_Task to complete_
Give back all the data exactly as it was written.

_Records to use_
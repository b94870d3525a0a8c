use std::io::Write;
use std::iter::Peekable;
use std::str::Chars;

use anyhow::Result;
use clap::Args;
use log::debug;
use pulldown_cmark::{html, Event, Options, Parser};
use regex::Regex;

use crate::renderer::escape_html;
use crate::sanitizer::Sanitizer;

/// Options for configuring the `TsvRenderer`.
#[derive(Debug, Clone, Copy, Default, Args)]
pub struct TsvRendererOptions {
    /// Inputs larger than this many bytes are shown as preformatted text (0 = no limit).
    #[arg(long = "max-file-size", default_value_t = 0)]
    pub max_file_size: u64,
}

/// Renders tab separated values as an HTML table.
///
/// Every row starts with a line number cell. The first row is the header row.
/// In data rows, cells under a `note`, `question`, `answer` or `response`
/// header are rendered as Markdown.
pub struct TsvRenderer {
    options: TsvRendererOptions,
}

impl TsvRenderer {
    /// Creates a new `TsvRenderer` with the given options.
    pub fn new(options: TsvRendererOptions) -> Self {
        TsvRenderer { options }
    }

    /// Writes the unsanitized table for `input` to `output`.
    pub fn render(&self, input: &str, output: &mut dyn Write) -> Result<()> {
        if self.options.max_file_size != 0 && self.options.max_file_size < input.len() as u64 {
            debug!(
                "tsv input of {} bytes exceeds the {} byte limit",
                input.len(),
                self.options.max_file_size
            );
            write!(output, "<pre>{}</pre>", escape_html(input))?;
            return Ok(());
        }

        let markdown = MarkdownColumns::new()?;
        let records = read_records(input);
        let headers: &[String] = records.first().map(Vec::as_slice).unwrap_or_default();

        output.write_all(br#"<table class="data-table tsv">"#)?;
        for (index, fields) in records.iter().enumerate() {
            let element = if index == 0 { "th" } else { "td" };
            output.write_all(b"<tr>")?;
            write_field(output, element, Some("line-num"), &(index + 1).to_string())?;
            for (column, field) in fields.iter().enumerate() {
                let is_markdown = index > 0
                    && headers
                        .get(column)
                        .is_some_and(|header| markdown.applies_to(header));
                if is_markdown {
                    write!(output, "<{0}>{1}</{0}>", element, markdown.render(field))?;
                } else {
                    write_field(output, element, None, field)?;
                }
            }
            output.write_all(b"</tr>")?;
        }
        output.write_all(b"</table>")?;
        Ok(())
    }

    /// Renders `input` and passes the result through the global sanitizer.
    pub fn render_sanitized(&self, input: &str) -> Result<String> {
        let mut html = Vec::new();
        self.render(input, &mut html)?;
        Ok(Sanitizer::global().sanitize(&String::from_utf8_lossy(&html)))
    }
}

/// Markdown rendering for free-text columns.
///
/// `<br>` tags and literal `\n` sequences become line breaks. `[[rc://...]]`
/// resource links are kept as written instead of being read as Markdown.
struct MarkdownColumns {
    header: Regex,
    line_break: Regex,
    rc_link: Regex,
    rc_placeholder: Regex,
}

impl MarkdownColumns {
    fn new() -> Result<Self> {
        Ok(MarkdownColumns {
            header: Regex::new(r"(?i)(note|question|answer|response)")?,
            line_break: Regex::new(r"(<br/*>|\\n)")?,
            rc_link: Regex::new(r"\[\[(rc://[^\]]+)\]\]")?,
            rc_placeholder: Regex::new(r"START(rc://.+?)END")?,
        })
    }

    fn applies_to(&self, header: &str) -> bool {
        self.header.is_match(header)
    }

    fn render(&self, field: &str) -> String {
        let text = self.line_break.replace_all(field, "\n");
        let text = self.rc_link.replace_all(&text, "START${1}END");

        // Raw HTML in a cell is shown as text.
        let parser = Parser::new_ext(&text, Options::empty()).map(|event| match event {
            Event::Html(raw) | Event::InlineHtml(raw) => Event::Text(raw),
            other => other,
        });
        let mut html_output = String::new();
        html::push_html(&mut html_output, parser);

        self.rc_placeholder
            .replace_all(&html_output, "[[${1}]]")
            .into_owned()
    }
}

type Input<'a> = Peekable<Chars<'a>>;

/// Splits TSV text into records of fields.
///
/// Fields are separated by tabs and records by line breaks (LF or CRLF). A
/// field that starts with `"` is quoted: it may contain tabs and line breaks,
/// and `""` stands for one `"`. A quoted field left open runs to the end of
/// the input, and text after a closing quote is appended to the field. Quotes
/// inside an unquoted field are kept as written. Empty lines are skipped and
/// records may have different lengths.
pub fn read_records(input: &str) -> Vec<Vec<String>> {
    let mut records = Vec::new();
    let mut chars = input.chars().peekable();
    while chars.peek().is_some() {
        if skip_line_break(&mut chars) {
            continue;
        }
        let mut record = Vec::new();
        loop {
            let (field, more) = read_field(&mut chars);
            record.push(field);
            if !more {
                break;
            }
        }
        records.push(record);
    }
    records
}

/// Reads one field and its terminator. Returns the field and whether another
/// field of the same record follows.
fn read_field(chars: &mut Input) -> (String, bool) {
    let mut field = String::new();
    if chars.peek() == Some(&'"') {
        chars.next();
        loop {
            match chars.next() {
                Some('"') if chars.peek() == Some(&'"') => {
                    chars.next();
                    field.push('"');
                }
                Some('"') | None => break,
                Some('\r') if chars.peek() == Some(&'\n') => {}
                Some(c) => field.push(c),
            }
        }
    }
    loop {
        if skip_line_break(chars) {
            return (field, false);
        }
        match chars.next() {
            None => return (field, false),
            Some('\t') => return (field, true),
            Some(c) => field.push(c),
        }
    }
}

/// Consumes an LF or CRLF line break if one comes next.
fn skip_line_break(chars: &mut Input) -> bool {
    match chars.peek() {
        Some('\n') => {
            chars.next();
            true
        }
        Some('\r') => {
            let mut ahead = chars.clone();
            ahead.next();
            if ahead.peek() == Some(&'\n') {
                chars.next();
                chars.next();
                true
            } else {
                false
            }
        }
        _ => false,
    }
}

fn write_field(output: &mut dyn Write, element: &str, class: Option<&str>, field: &str) -> Result<()> {
    match class {
        Some(class) => write!(output, r#"<{} class="{}">"#, element, class)?,
        None => write!(output, "<{}>", element)?,
    }
    write!(output, "{}</{}>", escape_html(field), element)?;
    Ok(())
}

_Response box_
repository b94870d3525a0a8c
use std::io::Write;
use std::iter::Peekable;
use std::str::Chars;

use anyhow::Result;
use clap::Args;
use log::debug;
use pulldown_cmark::{html, Event, Options, Parser};
use regex::Regex;

use crate::renderer::escape_html;
use crate::sanitizer::Sanitizer;

/// Options for configuring the `TsvRenderer`.
#[derive(Debug, Clone, Copy, Default, Args)]
pub struct TsvRendererOptions {
    /// Inputs larger than this many bytes are shown as preformatted text (0 = no limit).
    #[arg(long = "max-file-size", default_value_t = 0)]
    pub max_file_size: u64,
}

/// Renders tab separated values as an HTML table.
///
/// Every row starts with a line number cell. The first row is the header row.
/// In data rows, cells under a `note`, `question`, `answer` or `response`
/// header are rendered as Markdown.
pub struct TsvRenderer {
    options: TsvRendererOptions,
}

impl TsvRenderer {
    /// Creates a new `TsvRenderer` with the given options.
    pub fn new(options: TsvRendererOptions) -> Self {
        TsvRenderer { options }
    }

    /// Writes the unsanitized table for `input` to `output`.
    pub fn render(&self, input: &str, output: &mut dyn Write) -> Result<()> {
        if self.options.max_file_size != 0 && self.options.max_file_size < input.len() as u64 {
            debug!(
                "tsv input of {} bytes exceeds the {} byte limit",
                input.len(),
                self.options.max_file_size
            );
            write!(output, "<pre>{}</pre>", escape_html(input))?;
            return Ok(());
        }

        let markdown = MarkdownColumns::new()?;
        let records = read_records(input);
        let headers: &[String] = records.first().map(Vec::as_slice).unwrap_or_default();

        output.write_all(br#"<table class="data-table tsv">"#)?;
        for (index, fields) in records.iter().enumerate() {
            let element = if index == 0 { "th" } else { "td" };
            output.write_all(b"<tr>")?;
            write_field(output, element, Some("line-num"), &(index + 1).to_string())?;
            for (column, field) in fields.iter().enumerate() {
                let is_markdown = index > 0
                    && headers
                        .get(column)
                        .is_some_and(|header| markdown.applies_to(header));
                if is_markdown {
                    write!(output, "<{0}>{1}</{0}>", element, markdown.render(field))?;
                } else {
                    write_field(output, element, None, field)?;
                }
            }
            output.write_all(b"</tr>")?;
        }
        output.write_all(b"</table>")?;
        Ok(())
    }

    /// Renders `input` and passes the result through the global sanitizer.
    pub fn render_sanitized(&self, input: &str) -> Result<String> {
        let mut html = Vec::new();
        self.render(input, &mut html)?;
        Ok(Sanitizer::global().sanitize(&String::from_utf8_lossy(&html)))
    }
}

/// Markdown rendering for free-text columns.
///
/// `<br>` tags and literal `\n` sequences become line breaks. `[[rc://...]]`
/// resource links are kept as written instead of being read as Markdown.
struct MarkdownColumns {
    header: Regex,
    line_break: Regex,
    rc_link: Regex,
    rc_placeholder: Regex,
}

impl MarkdownColumns {
    fn new() -> Result<Self> {
        Ok(MarkdownColumns {
            header: Regex::new(r"(?i)(note|question|answer|response)")?,
            line_break: Regex::new(r"(<br/*>|\\n)")?,
            rc_link: Regex::new(r"\[\[(rc://[^\]]+)\]\]")?,
            rc_placeholder: Regex::new(r"START(rc://.+?)END")?,
        })
    }

    fn applies_to(&self, header: &str) -> bool {
        self.header.is_match(header)
    }

    fn render(&self, field: &str) -> String {
        let text = self.line_break.replace_all(field, "\n");
        let text = self.rc_link.replace_all(&text, "START${1}END");

        // Raw HTML in a cell is shown as text.
        let parser = Parser::new_ext(&text, Options::empty()).map(|event| match event {
            Event::Html(raw) | Event::InlineHtml(raw) => Event::Text(raw),
            other => other,
        });
        let mut html_output = String::new();
        html::push_html(&mut html_output, parser);

        self.rc_placeholder
            .replace_all(&html_output, "[[${1}]]")
            .into_owned()
    }
}

type Input<'a> = Peekable<Chars<'a>>;

/// Splits TSV text into records of fields.
///
/// Fields are separated by tabs and records by line breaks (LF or CRLF). A
/// field that starts with `"` is quoted: it may contain tabs and line breaks,
/// and `""` stands for one `"`. A quoted field left open runs to the end of
/// the input, and text after a closing quote is appended to the field. Quotes
/// inside an unquoted field are kept as written. Empty lines are skipped and
/// records may have different lengths.
pub fn read_records(input: &str) -> Vec<Vec<String>> {
    let mut records = Vec::new();
    let mut chars = input.chars().peekable();
    while chars.peek().is_some() {
        if skip_line_break(&mut chars) {
            continue;
        }
        let mut record = Vec::new();
        loop {
            let (field, more) = read_field(&mut chars);
            record.push(field);
            if !more {
                break;
            }
        }
        records.push(record);
    }
    records
}

/// Reads one field and its terminator. Returns the field and whether another
/// field of the same record follows.
fn read_field(chars: &mut Input) -> (String, bool) {
    let mut field = String::new();
    if chars.peek() == Some(&'"') {
        chars.next();
        loop {
            match chars.next() {
                Some('"') if chars.peek() == Some(&'"') => {
                    chars.next();
                    field.push('"');
                }
                Some('"') | None => break,
                Some('\r') if chars.peek() == Some(&'\n') => {}
                Some(c) => field.push(c),
            }
        }
    }
    loop {
        if skip_line_break(chars) {
            return (field, false);
        }
        match chars.next() {
            None => return (field, false),
            Some('\t') => return (field, true),
            Some(c) => field.push(c),
        }
    }
}

/// Consumes an LF or CRLF line break if one comes next.
fn skip_line_break(chars: &mut Input) -> bool {
    match chars.peek() {
        Some('\n') => {
            chars.next();
            true
        }
        Some('\r') => {
            let mut ahead = chars.clone();
            ahead.next();
            if ahead.peek() == Some(&'\n') {
                chars.next();
                chars.next();
                true
            } else {
                false
            }
        }
        _ => false,
    }
}

fn write_field(output: &mut dyn Write, element: &str, class: Option<&str>, field: &str) -> Result<()> {
    match class {
        Some(class) => write!(output, r#"<{} class="{}">"#, element, class)?,
        None => write!(output, "<{}>", element)?,
    }
    write!(output, "{}</{}>", escape_html(field), element)?;
    Ok(())
}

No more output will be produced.